▶ Extracted entries

^^^^^^^^

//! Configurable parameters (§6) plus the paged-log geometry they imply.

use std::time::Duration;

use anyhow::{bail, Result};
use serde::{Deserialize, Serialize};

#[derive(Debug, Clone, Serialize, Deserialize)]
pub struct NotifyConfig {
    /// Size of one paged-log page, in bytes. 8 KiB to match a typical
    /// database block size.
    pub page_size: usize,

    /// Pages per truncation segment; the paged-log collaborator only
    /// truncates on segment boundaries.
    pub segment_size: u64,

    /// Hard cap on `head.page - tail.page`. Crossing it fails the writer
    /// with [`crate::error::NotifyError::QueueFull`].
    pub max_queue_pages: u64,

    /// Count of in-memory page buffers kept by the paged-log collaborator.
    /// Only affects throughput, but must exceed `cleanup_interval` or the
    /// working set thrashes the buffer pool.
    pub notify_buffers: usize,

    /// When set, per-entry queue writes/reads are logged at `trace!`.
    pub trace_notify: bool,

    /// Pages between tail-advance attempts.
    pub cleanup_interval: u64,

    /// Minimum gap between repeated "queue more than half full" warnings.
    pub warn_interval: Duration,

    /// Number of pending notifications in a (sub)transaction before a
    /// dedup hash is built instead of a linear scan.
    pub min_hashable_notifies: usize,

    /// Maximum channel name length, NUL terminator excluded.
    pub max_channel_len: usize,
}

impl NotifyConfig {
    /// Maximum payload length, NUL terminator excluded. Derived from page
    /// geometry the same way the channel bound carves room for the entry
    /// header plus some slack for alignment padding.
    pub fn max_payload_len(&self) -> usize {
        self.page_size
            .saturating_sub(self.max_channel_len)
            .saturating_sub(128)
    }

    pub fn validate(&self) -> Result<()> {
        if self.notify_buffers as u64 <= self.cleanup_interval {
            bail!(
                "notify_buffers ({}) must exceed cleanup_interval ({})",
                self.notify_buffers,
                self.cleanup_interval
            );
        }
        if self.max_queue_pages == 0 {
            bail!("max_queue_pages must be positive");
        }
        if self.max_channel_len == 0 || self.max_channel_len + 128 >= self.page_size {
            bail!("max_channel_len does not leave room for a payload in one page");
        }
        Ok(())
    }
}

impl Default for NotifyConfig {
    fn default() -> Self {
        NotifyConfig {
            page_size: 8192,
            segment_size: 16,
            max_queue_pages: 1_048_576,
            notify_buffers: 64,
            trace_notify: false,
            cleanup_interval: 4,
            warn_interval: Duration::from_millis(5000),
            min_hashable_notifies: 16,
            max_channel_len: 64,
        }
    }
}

^^^^^^^^

▶ Exercise prompt
Lines in the records above that contain the word "Duration" need to be counted; the reply is that number and nothing else.

▶ Exercise output
3